Ain't no Cinderella like Cyborg Cinderella, or, Marissa Meyer knows what folktales are about

I don't usually write book reviews, so when I do you know it is because I have completely devolved into a squealing fangirl. So, this is me squealing.

I burned through Cinder and Scarlet in a single flight from the USA to Hungary and a long afternoon waiting to get my new passport. It was one of those rare and delightful reading experiences when the world can collapse around you, bombs can explode and flight attendants can ask for your attention and nothing gets through the haze of the book. Treasure those moments.
I am not going to tell you how amazing these books are. It's not that kinda book review. They are pretty darn good. In fact, if you ask for my personal opinion, they beat the Hunger Games out of the arena. So there.
What I would like to talk about, however, is the fact that Meyer's trilogy is an entire basket full of Easter eggs for storytellers like me.

(Talking about storytellers, the books were originally recommended to me by Janice del Negro, thank you for that!)

Many people who write "folktale adaptations" do so thinking that they are improving on traditional tales, making them up to date for modern times, modern audiences, 'giving them a twist'. Meyer, on the other hand, seems to take loving delight in playing with them, and does so with serious knowledge of the originals. She drops tiny details and references for people who share this interest just to make them gasp and giggle along the way when they discover another fairy tale clue.
And, at the same time, tells a story that is all of her own.

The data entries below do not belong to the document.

//! Direct 1553-simulator commands: the general register set form plus the
//! enable and disable sub-forms.
//!
//! The set form is assembled from independently extracted fragments, so a
//! partly recognizable row still produces a command with sentinel fields and
//! an alert instead of nothing.

use std::sync::LazyLock;

use regex::Regex;
use rigscript_model::sentinel::{
    ALERT_CHECK_ROW, ALERT_NO_1553_CHANNEL, ALERT_NO_DISABLE_CHANNEL, ALERT_NO_ENABLE_CHANNEL,
    NO_1553_CHANNEL, NO_ADDRESS, NO_CHANNEL,
};
use tracing::debug;

use crate::engine::{Emit, RowCtx, Translator};

static CHANNEL_RE: LazyLock<Regex> =
    LazyLock::new(|| Regex::new(r"RT\d{1,2}").expect("static regex must compile"));
static ADDRESS_RE: LazyLock<Regex> =
    LazyLock::new(|| Regex::new(r"SA\d{1,3}").expect("static regex must compile"));
static WORD_RE: LazyLock<Regex> = LazyLock::new(|| {
    Regex::new(r"(?:[Ww]ord|[Ww]rd) (?P<num>\d{1,2})").expect("static regex must compile")
});
static WORDS_MULTI_RE: LazyLock<Regex> =
    LazyLock::new(|| Regex::new(r"[Ww]ords \d{1,2}").expect("static regex must compile"));
static TO_CLAUSE_RE: LazyLock<Regex> = LazyLock::new(|| {
    Regex::new(r"(?:[wW]ord|[Bb]it)? to\s(?:[Hh]ex|[Dd]ec|[Bb]in)?(?P<digits>[0-9A-F ]*)")
        .expect("static regex must compile")
});
static BASE_RE: LazyLock<Regex> =
    LazyLock::new(|| Regex::new(r"(?i)(?:hex|dec|bin)").expect("static regex must compile"));
static NOTE_RE: LazyLock<Regex> =
    LazyLock::new(|| Regex::new(r"\(.+\)").expect("static regex must compile"));
static DISABLE_RE: LazyLock<Regex> = LazyLock::new(|| {
    Regex::new(r"1553 Simulat.*:\s[Dd]isable\s(?P<channel>.*)").expect("static regex must compile")
});
static ENABLE_RE: LazyLock<Regex> = LazyLock::new(|| {
    Regex::new(r"1553 Simulat.*:\s[Ee]nable\s(?P<channel>.*)").expect("static regex must compile")
});

fn base_code(text: &str) -> &'static str {
    match BASE_RE.find(text) {
        Some(m) => match m.as_str().to_lowercase().as_str() {
            "hex" => "H",
            "dec" => "D",
            "bin" => "B",
            _ => "",
        },
        None => "",
    }
}

pub struct BusProtocolRule;

impl Translator for BusProtocolRule {
    fn name(&self) -> &'static str {
        "bus_1553"
    }

    fn translate(&self, row: &RowCtx<'_>) -> Vec<Emit> {
        let mut emits = Vec::new();
        let text = row.text;
        let sep = row.notation().separator;
        let marker = &row.notation().comment_marker;

        let is_set = text.contains("1553 Simulator:")
            && (text.contains("set") || text.contains("Set"));
        if is_set {
            let channel = CHANNEL_RE.find(text).map(|m| m.as_str());
            let address = ADDRESS_RE.find(text).map(|m| m.as_str());
            let word = WORD_RE
                .captures(text)
                .and_then(|caps| caps.name("num"))
                .map(|m| m.as_str());
            let value = TO_CLAUSE_RE
                .captures(text)
                .and_then(|caps| caps.name("digits"))
                .map(|m| m.as_str().trim_end());
            let base = base_code(text);
            let note = NOTE_RE.find(text).map_or("", |m| m.as_str());

            match (channel, address, word, value) {
                (Some(channel), Some(address), Some(word), Some(value)) => {
                    emits.push(Emit::output(
                        row.index,
                        format!(
                            "1553{sep}SET{sep}{channel}{sep}{address}{sep}{word}{sep}{value}{sep}{base}{sep}{marker}{note}"
                        ),
                    ));
                }
                (None, Some(address), Some(word), Some(value)) => {
                    emits.push(
                        Emit::output(
                            row.index,
                            format!(
                                "1553{sep}SET{sep}{address}{sep}{word}{sep}{value}{sep}{base}{sep}{marker}{note}"
                            ),
                        )
                        .with_alert(ALERT_NO_1553_CHANNEL),
                    );
                }
                _ if WORDS_MULTI_RE.is_match(text) => {
                    debug!(row = row.row_number(), "multi-word 1553 setting is not translated");
                }
                _ => {
                    let channel = channel.unwrap_or(NO_CHANNEL);
                    let address = address.unwrap_or(NO_ADDRESS);
                    let word = word.unwrap_or("");
                    let value = value.unwrap_or("");
                    emits.push(
                        Emit::output(
                            row.index,
                            format!(
                                "1553{sep}SET{sep}{channel}{sep}{address}{sep}{word}{sep}{value}{sep}{base}{sep}{marker}{note}"
                            ),
                        )
                        .with_alert(ALERT_CHECK_ROW),
                    );
                }
            }
        }

        if let Some(caps) = DISABLE_RE.captures(text) {
            let channel = &caps["channel"];
            if channel.is_empty() {
                emits.push(
                    Emit::output(row.index, format!("1553{sep}SET{sep}{NO_1553_CHANNEL}{sep}0"))
                        .with_alert(ALERT_NO_DISABLE_CHANNEL),
                );
            } else {
                emits.push(Emit::output(
                    row.index,
                    format!("1553{sep}SET{sep}{channel}{sep}0"),
                ));
            }
        }

        if let Some(caps) = ENABLE_RE.captures(text) {
            let channel = &caps["channel"];
            if channel.is_empty() {
                emits.push(
                    Emit::output(row.index, format!("1553{sep}SET{sep}{NO_1553_CHANNEL}"))
                        .with_alert(ALERT_NO_ENABLE_CHANNEL),
                );
            } else {
                emits.push(Emit::output(row.index, format!("1553{sep}SET{sep}{channel}")));
            }
        }

        emits
    }
}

Cinder and Scarlet (and their sequels, Cress and Winter, which are coming out in the next two years and are already driving me nuts with the wait) are not only "fairy tale fiction" because they are based on Grimm. They are written like fairy tales. People tend to glide over what really makes fairy tales fairy tales. It's not the princesses, or the "happily ever after," not the Medieval setting. It's the story, the battle of good and evil, the adventures, the characters that we love and root for, and the villains that we hate. It's the high stakes, the quests of life and death, and the very dark places (you read that right, read the originals). It's the message and the moral, the layers upon layers of meaning, the symbols woven into the story.

Long story short: This writer knows what folktales are about.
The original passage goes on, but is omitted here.